Introduction
In the modern era, software is commonly delivered as a service: called
web apps, or
software-as-a-service. The twelve-factor app is a methodology for building software-as-a-service apps that:
- Use
declarative formats for setup automation, to minimize time and cost for new developers joining the project;
- Have a
clean contract with the underlying operating system, offering
maximum portability between execution environments;
- Are suitable for
deployment on modern
cloud platforms, obviating the need for servers and systems administration;
-
Minimize divergence between development and production, enabling
continuous deployment for maximum agility;
- And can
scale up without significant changes to tooling, architecture, or development practices.

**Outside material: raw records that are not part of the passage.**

//! Bracket-aware scanning helpers.
//!
//! Unit strings nest `(...)`, `[...]`, `{...}` and `"..."` groups, and a backslash escapes the character after it.
//! Everything here works on byte offsets; the characters looked at are all ASCII, so every offset returned is a
//! valid `str` boundary.

use crate::flags::MatchFlags;

/// Closing character of an opening bracket and the other way round.
pub(crate) fn match_char(c: u8) -> u8 {
    match c {
        b'(' => b')',
        b')' => b'(',
        b'[' => b']',
        b']' => b'[',
        b'{' => b'}',
        b'}' => b'{',
        b'<' => b'>',
        b'>' => b'<',
        other => other,
    }
}

/// Scan forward from `*index` for `close`, skipping nested groups.
///
/// On success `*index` is one past the closing character. On failure it is `bytes.len()`.
pub(crate) fn segment_check(bytes: &[u8], close: u8, index: &mut usize) -> bool {
    while *index < bytes.len() {
        let current = bytes[*index];
        *index += 1;
        if current == close {
            return true;
        }
        match current {
            b'\\' => *index += 1,
            b'(' | b'[' | b'{' | b'"' => {
                if !segment_check(bytes, match_char(current), index) {
                    return false;
                }
            }
            b')' | b']' | b'}' => return false,
            _ => {}
        }
    }
    *index = (*index).min(bytes.len());
    false
}

/// Scan backward from `*index` for the opening character `open`, skipping nested groups.
///
/// On success `*index` is one before the opening character (`-1` when it was the first byte).
pub(crate) fn segment_check_reverse(bytes: &[u8], open: u8, index: &mut isize) -> bool {
    while *index >= 0 {
        let current = bytes[*index as usize];
        *index -= 1;
        if *index >= 0 && bytes[*index as usize] == b'\\' {
            *index -= 1;
            continue;
        }
        if current == open {
            return true;
        }
        match current {
            b')' | b']' | b'}' | b'"' => {
                let nested = if current == b'"' { b'"' } else { match_char(current) };
                if !segment_check_reverse(bytes, nested, index) {
                    return false;
                }
            }
            b'(' | b'[' | b'{' => return false,
            _ => {}
        }
    }
    false
}

/// Last position `<= upto` whose byte satisfies `pred`.
pub(crate) fn rfind_byte(bytes: &[u8], upto: usize, pred: impl Fn(u8) -> bool) -> Option<usize> {
    if bytes.is_empty() {
        return None;
    }
    let upto = upto.min(bytes.len() - 1);
    (0..=upto).rev().find(|&i| pred(bytes[i]))
}

/// Last occurrence of `needle` starting at or before `max_start`.
pub(crate) fn rfind_str(text: &str, needle: &str, max_start: usize) -> Option<usize> {
    let hay = text.as_bytes();
    let needle = needle.as_bytes();
    if needle.len() > hay.len() {
        return None;
    }
    let last = max_start.min(hay.len() - needle.len());
    (0..=last).rev().find(|&i| hay[i..].starts_with(needle))
}

/// Position of the rightmost top-level operator out of `ops`.
///
/// Bracketed groups are skipped while scanning backwards. An operator in the first position does not count.
pub(crate) fn find_operator_sep(text: &str, ops: &[u8]) -> Option<usize> {
    let bytes = text.as_bytes();
    let is_close = |c: u8| matches!(c, b')' | b'}' | b']');
    let is_sep = |c: u8| ops.contains(&c) || is_close(c);
    let mut sep = rfind_byte(bytes, bytes.len(), is_sep);
    while let Some(s) = sep {
        if s == 0 || !is_close(bytes[s]) {
            break;
        }
        let mut index = s as isize - 1;
        segment_check_reverse(bytes, match_char(bytes[s]), &mut index);
        sep = if index > 0 { rfind_byte(bytes, index as usize, is_sep) } else { None };
    }
    match sep {
        Some(0) => None,
        other => other.filter(|&s| !is_close(bytes[s])),
    }
}

/// Position of the rightmost top-level occurrence of a word operator such as `per` or `of`.
///
/// Occurrences directly followed by `^`, `*` or `/` belong to a unit name and are skipped, as are occurrences
/// inside brackets.
pub(crate) fn find_word_operator_sep(text: &str, keyword: &str) -> Option<usize> {
    let bytes = text.as_bytes();
    let klen = keyword.len();
    let mut sep = text.rfind(keyword)?;
    if bytes.len() > sep + klen + 1 {
        while matches!(bytes.get(sep + klen), Some(b'^' | b'*' | b'/')) {
            if sep == 0 {
                return None;
            }
            sep = rfind_str(text, keyword, sep - 1)?;
        }
    }
    let mut findex = bytes.len();
    loop {
        let Some(close) = rfind_byte(bytes, findex, |c| matches!(c, b')' | b'}' | b']')) else {
            return Some(sep);
        };
        if close < sep {
            return Some(sep);
        }
        let mut index = close as isize - 1;
        segment_check_reverse(bytes, match_char(bytes[close]), &mut index);
        if index < 0 {
            return None;
        }
        findex = index as usize;
        if findex < sep {
            sep = rfind_str(text, keyword, findex)?;
        }
    }
}

/// Strip parentheses that enclose the whole string.
pub(crate) fn remove_outer_parentheses(text: &mut String) {
    while text.len() >= 2 && text.starts_with('(') && text.ends_with(')') {
        let bytes = text.as_bytes();
        let mut open = 1;
        for &b in &bytes[1..bytes.len() - 1] {
            match b {
                b'(' => open += 1,
                b')' => {
                    open -= 1;
                    if open == 0 {
                        return;
                    }
                }
                _ => {}
            }
        }
        if open != 1 {
            return;
        }
        text.pop();
        text.remove(0);
    }
}

/// Remove empty `()`, `[]`, `{}` and `<>` groups.
pub(crate) fn clear_empty_segments(text: &mut String) -> bool {
    let before = text.len();
    for seg in ["()", "[]", "{}", "<>"] {
        while let Some(pos) = text.find(seg) {
            if pos > 0 && text.as_bytes()[pos - 1] == b'\\' {
                break;
            }
            text.replace_range(pos..pos + 2, "");
        }
    }
    text.len() != before
}

/// Structural validity: balanced groups, no doubled operators, well-formed exponents.
pub(crate) fn check_valid_unit_string(text: &str, flags: MatchFlags) -> bool {
    let bytes = text.as_bytes();
    if bytes.first() == Some(&b'^') || bytes.last() == Some(&b'^') {
        return false;
    }
    let is_op = |c: u8| matches!(c, b'*' | b'/' | b'^');
    if bytes.windows(2).any(|w| is_op(w[0]) && is_op(w[1])) {
        return false;
    }
    if !flags.contains(MatchFlags::SKIP_CODE_REPLACEMENTS) {
        if text.contains("-+") || text.contains("+-") {
            return false;
        }
        let mut index = 0;
        while index < bytes.len() {
            let current = bytes[index];
            index += 1;
            match current {
                b'\\' => index += 1,
                b'(' | b'[' | b'{' | b'"' => {
                    if !segment_check(bytes, match_char(current), &mut index) {
                        return false;
                    }
                }
                b')' | b']' | b'}' => return false,
                _ => {}
            }
        }
        for (pos, _) in text.match_indices('^') {
            if !valid_exponent(&bytes[pos + 1..]) {
                return false;
            }
        }
    }
    // chained powers such as m^2^3 are ambiguous
    for (pos, _) in text.match_indices('^') {
        if let Some(len) = exponent_len(&bytes[pos + 1..]) {
            if bytes.get(pos + 1 + len) == Some(&b'^') {
                return false;
            }
        }
    }
    true
}

fn valid_exponent(rest: &[u8]) -> bool {
    match rest.first() {
        Some(c) if c.is_ascii_digit() => true,
        Some(b'-') => rest.get(1).is_some_and(u8::is_ascii_digit),
        Some(b'(') => {
            let mut i = 1;
            if rest.get(i) == Some(&b'-') {
                i += 1;
            }
            let start = i;
            let mut dot = false;
            while let Some(&c) = rest.get(i) {
                match c {
                    b')' => return i > start,
                    b'.' if !dot => dot = true,
                    c if c.is_ascii_digit() => {}
                    _ => return false,
                }
                i += 1;
            }
            false
        }
        _ => false,
    }
}

fn exponent_len(rest: &[u8]) -> Option<usize> {
    match rest.first()? {
        b'(' => rest.iter().position(|&c| c == b')').map(|p| p + 1),
        b'-' => Some(1 + rest[1..].iter().take_while(|c| c.is_ascii_digit()).count()),
        _ => Some(rest.iter().take_while(|c| c.is_ascii_digit()).count()),
    }
}

#[cfg(test)]
mod tests {
    use super::*;

    #[test]
    fn operator_split_skips_groups() {
        assert_eq!(find_operator_sep("m/s", b"*/"), Some(1));
        assert_eq!(find_operator_sep("kg*m/s", b"*/"), Some(4));
        assert_eq!(find_operator_sep("kg/(m*s)", b"*/"), Some(2));
        assert_eq!(find_operator_sep("(m*s)", b"*/"), None);
        assert_eq!(find_operator_sep("/s", b"*/"), None);
        assert_eq!(find_operator_sep("m^2", b"^"), Some(1));
        assert_eq!(find_operator_sep("(m/s)^2", b"^"), Some(5));
        assert_eq!(find_operator_sep("kg{a/b}", b"*/"), None);
    }

    #[test]
    fn word_operator_ignores_unit_names_and_groups() {
        assert_eq!(find_word_operator_sep("miles per hour", "per"), Some(6));
        assert_eq!(find_word_operator_sep("kgofgold", "of"), Some(2));
        assert_eq!(find_word_operator_sep("kg(of)", "of"), None);
        assert_eq!(find_word_operator_sep("meter", "per"), None);
    }

    #[test]
    fn segments_nest_and_escape() {
        let s = b"(a[b]c)d";
        let mut i = 1;
        assert!(segment_check(s, b')', &mut i));
        assert_eq!(i, 7);
        let s = b"(a\\)b)";
        let mut i = 1;
        assert!(segment_check(s, b')', &mut i));
        assert_eq!(i, 6);
        let s = b"x{a(b)}";
        let mut i = 5;
        assert!(segment_check_reverse(s, b'{', &mut i));
        assert_eq!(i, 0);
    }

    #[test]
    fn outer_parentheses() {
        let mut s = "((m/s))".to_string();
        remove_outer_parentheses(&mut s);
        assert_eq!(s, "m/s");
        let mut s = "(m)/(s)".to_string();
        remove_outer_parentheses(&mut s);
        assert_eq!(s, "(m)/(s)");
    }

    #[test]
    fn validity() {
        let ok = |s| check_valid_unit_string(s, MatchFlags::DEFAULT);
        assert!(ok("m/s^2"));
        assert!(ok("m^-2"));
        assert!(ok("m^(-1.5)"));
        assert!(ok("kg{gold}"));
        assert!(!ok("m//s"));
        assert!(!ok("m^"));
        assert!(!ok("^m"));
        assert!(!ok("m^x"));
        assert!(!ok("(m/s"));
        assert!(!ok("m/s)"));
        assert!(!ok("m^2^3"));
        assert!(!ok("m+-s"));
    }
}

The twelve-factor methodology can be applied to apps written in any programming language, and which use any combination
of backing services (database, queue, memory cache, etc).
Background
The contributors to this document have been directly involved in the development and deployment of hundreds of apps,
and indirectly witnessed the development, operation, and scaling of hundreds of thousands of apps via our work on
the
Heroku platform.
This document synthesizes all of our experience and observations on a wide variety of software-as-a-service apps in
the wild. It is a triangulation on ideal practices for app development, paying particular attention to the dynamics
of the organic growth of an app over time, the dynamics of collaboration between developers working on the app’s
codebase, and
avoiding the cost of software erosion.
Our motivation is to raise awareness of some systemic problems we’ve seen in modern application development, to provide
a shared vocabulary for discussing those problems, and to offer a set of broad conceptual solutions to those problems
with accompanying terminology. The format is inspired by Martin Fowler’s books
Patterns of Enterprise Application Architecture
and
Refactoring
.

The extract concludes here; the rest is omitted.